[Stored records]
---+---
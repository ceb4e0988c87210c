//! Presentation-facing queries and transitions on notification records.

use std::sync::Arc;

use chrono::Duration;
use tracing::debug;

use herdbell_core::error::AppError;
use herdbell_core::result::AppResult;
use herdbell_core::traits::Clock;
use herdbell_core::types::NotificationId;
use herdbell_entity::notification::{Notification, NotificationStatus, Transition};
use herdbell_store::NotificationRepository;
use herdbell_store::repositories::HistoryQuery;

use crate::context::RequestContext;

/// Lists and transitions the caller's notifications.
#[derive(Debug, Clone)]
pub struct NotificationService {
    repo: Arc<NotificationRepository>,
    clock: Arc<dyn Clock>,
    history_default_days: i64,
}

impl NotificationService {
    /// Creates a new notification service.
    pub fn new(repo: Arc<NotificationRepository>, clock: Arc<dyn Clock>, history_default_days: i64) -> Self {
        Self {
            repo,
            clock,
            history_default_days,
        }
    }

    /// Unread notifications, newest first.
    pub async fn list_unread(&self, ctx: &RequestContext) -> Vec<Notification> {
        self.repo.list_unread(ctx.user_id).await
    }

    /// Number of unread notifications.
    pub async fn unread_count(&self, ctx: &RequestContext) -> usize {
        self.repo.unread_count(ctx.user_id).await
    }

    /// Number of unread `high` notifications.
    pub async fn high_priority_count(&self, ctx: &RequestContext) -> usize {
        self.repo.high_priority_count(ctx.user_id).await
    }

    /// One notification by id.
    pub async fn get(&self, ctx: &RequestContext, id: NotificationId) -> AppResult<Notification> {
        self.repo.get(ctx.user_id, id).await
    }

    /// Marks a notification as read.
    pub async fn mark_as_read(&self, ctx: &RequestContext, id: NotificationId) -> AppResult<Notification> {
        let (record, transition) = self.repo.mark_read(ctx.user_id, id, self.clock.now()).await?;
        log_transition("read", &record, transition);
        Ok(record)
    }

    /// Marks every unread notification as read. Returns how many changed.
    pub async fn mark_all_as_read(&self, ctx: &RequestContext) -> usize {
        let changed = self.repo.mark_all_read(ctx.user_id, self.clock.now()).await;
        debug!(user_id = %ctx.user_id, changed, "Marked all as read");
        changed
    }

    /// Dismisses a notification. Dismissing twice succeeds.
    pub async fn dismiss(&self, ctx: &RequestContext, id: NotificationId) -> AppResult<Notification> {
        let (record, transition) = self.repo.dismiss(ctx.user_id, id, self.clock.now()).await?;
        log_transition("dismiss", &record, transition);
        Ok(record)
    }

    /// Hides a notification from the unread list for `duration`.
    pub async fn snooze(
        &self,
        ctx: &RequestContext,
        id: NotificationId,
        duration: Duration,
    ) -> AppResult<Notification> {
        if duration <= Duration::zero() {
            return Err(AppError::validation(format!(
                "Snooze duration must be positive, got {} seconds",
                duration.num_seconds()
            )));
        }
        let now = self.clock.now();
        let (record, transition) = self
            .repo
            .snooze(ctx.user_id, id, now + duration, now)
            .await?;
        log_transition("snooze", &record, transition);
        Ok(record)
    }

    /// Returns a snoozed notification to the unread list.
    pub async fn unsnooze(&self, ctx: &RequestContext, id: NotificationId) -> AppResult<Notification> {
        let (record, transition) = self.repo.unsnooze(ctx.user_id, id, self.clock.now()).await?;
        log_transition("unsnooze", &record, transition);
        Ok(record)
    }

    /// Notifications in any status created in the last `days` days,
    /// newest first.
    pub async fn history(
        &self,
        ctx: &RequestContext,
        days: Option<i64>,
        status: Option<NotificationStatus>,
        search: Option<&str>,
    ) -> AppResult<Vec<Notification>> {
        let days = days.unwrap_or(self.history_default_days);
        if days <= 0 {
            return Err(AppError::validation(format!(
                "History window must be at least one day, got {days}"
            )));
        }
        let query = HistoryQuery {
            since: self.clock.now() - Duration::days(days),
            status,
            search: search.map(str::trim).filter(|s| !s.is_empty()).map(str::to_string),
        };
        Ok(self.repo.history(ctx.user_id, &query).await)
    }
}

fn log_transition(action: &str, record: &Notification, transition: Transition) {
    debug!(
        user_id = %record.user_id,
        notification_id = %record.id,
        action,
        status = %record.status,
        applied = transition.is_applied(),
        version = record.version,
        "Notification transition"
    );
}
---+---
> [Work instructions]: Every record shown above should be given back exactly.

> [Finished exercise]:
repository ceb4e0988c87210c
//! Presentation-facing queries and transitions on notification records.

use std::sync::Arc;

use chrono::Duration;
use tracing::debug;

use herdbell_core::error::AppError;
use herdbell_core::result::AppResult;
use herdbell_core::traits::Clock;
use herdbell_core::types::NotificationId;
use herdbell_entity::notification::{Notification, NotificationStatus, Transition};
use herdbell_store::NotificationRepository;
use herdbell_store::repositories::HistoryQuery;

use crate::context::RequestContext;

/// Lists and transitions the caller's notifications.
#[derive(Debug, Clone)]
pub struct NotificationService {
    repo: Arc<NotificationRepository>,
    clock: Arc<dyn Clock>,
    history_default_days: i64,
}

impl NotificationService {
    /// Creates a new notification service.
    pub fn new(repo: Arc<NotificationRepository>, clock: Arc<dyn Clock>, history_default_days: i64) -> Self {
        Self {
            repo,
            clock,
            history_default_days,
        }
    }

    /// Unread notifications, newest first.
    pub async fn list_unread(&self, ctx: &RequestContext) -> Vec<Notification> {
        self.repo.list_unread(ctx.user_id).await
    }

    /// Number of unread notifications.
    pub async fn unread_count(&self, ctx: &RequestContext) -> usize {
        self.repo.unread_count(ctx.user_id).await
    }

    /// Number of unread `high` notifications.
    pub async fn high_priority_count(&self, ctx: &RequestContext) -> usize {
        self.repo.high_priority_count(ctx.user_id).await
    }

    /// One notification by id.
    pub async fn get(&self, ctx: &RequestContext, id: NotificationId) -> AppResult<Notification> {
        self.repo.get(ctx.user_id, id).await
    }

    /// Marks a notification as read.
    pub async fn mark_as_read(&self, ctx: &RequestContext, id: NotificationId) -> AppResult<Notification> {
        let (record, transition) = self.repo.mark_read(ctx.user_id, id, self.clock.now()).await?;
        log_transition("read", &record, transition);
        Ok(record)
    }

    /// Marks every unread notification as read. Returns how many changed.
    pub async fn mark_all_as_read(&self, ctx: &RequestContext) -> usize {
        let changed = self.repo.mark_all_read(ctx.user_id, self.clock.now()).await;
        debug!(user_id = %ctx.user_id, changed, "Marked all as read");
        changed
    }

    /// Dismisses a notification. Dismissing twice succeeds.
    pub async fn dismiss(&self, ctx: &RequestContext, id: NotificationId) -> AppResult<Notification> {
        let (record, transition) = self.repo.dismiss(ctx.user_id, id, self.clock.now()).await?;
        log_transition("dismiss", &record, transition);
        Ok(record)
    }

    /// Hides a notification from the unread list for `duration`.
    pub async fn snooze(
        &self,
        ctx: &RequestContext,
        id: NotificationId,
        duration: Duration,
    ) -> AppResult<Notification> {
        if duration <= Duration::zero() {
            return Err(AppError::validation(format!(
                "Snooze duration must be positive, got {} seconds",
                duration.num_seconds()
            )));
        }
        let now = self.clock.now();
        let (record, transition) = self
            .repo
            .snooze(ctx.user_id, id, now + duration, now)
            .await?;
        log_transition("snooze", &record, transition);
        Ok(record)
    }

    /// Returns a snoozed notification to the unread list.
    pub async fn unsnooze(&self, ctx: &RequestContext, id: NotificationId) -> AppResult<Notification> {
        let (record, transition) = self.repo.unsnooze(ctx.user_id, id, self.clock.now()).await?;
        log_transition("unsnooze", &record, transition);
        Ok(record)
    }

    /// Notifications in any status created in the last `days` days,
    /// newest first.
    pub async fn history(
        &self,
        ctx: &RequestContext,
        days: Option<i64>,
        status: Option<NotificationStatus>,
        search: Option<&str>,
    ) -> AppResult<Vec<Notification>> {
        let days = days.unwrap_or(self.history_default_days);
        if days <= 0 {
            return Err(AppError::validation(format!(
                "History window must be at least one day, got {days}"
            )));
        }
        let query = HistoryQuery {
            since: self.clock.now() - Duration::days(days),
            status,
            search: search.map(str::trim).filter(|s| !s.is_empty()).map(str::to_string),
        };
        Ok(self.repo.history(ctx.user_id, &query).await)
    }
}

fn log_transition(action: &str, record: &Notification, transition: Transition) {
    debug!(
        user_id = %record.user_id,
        notification_id = %record.id,
        action,
        status = %record.status,
        applied = transition.is_applied(),
        version = record.version,
        "Notification transition"
    );
}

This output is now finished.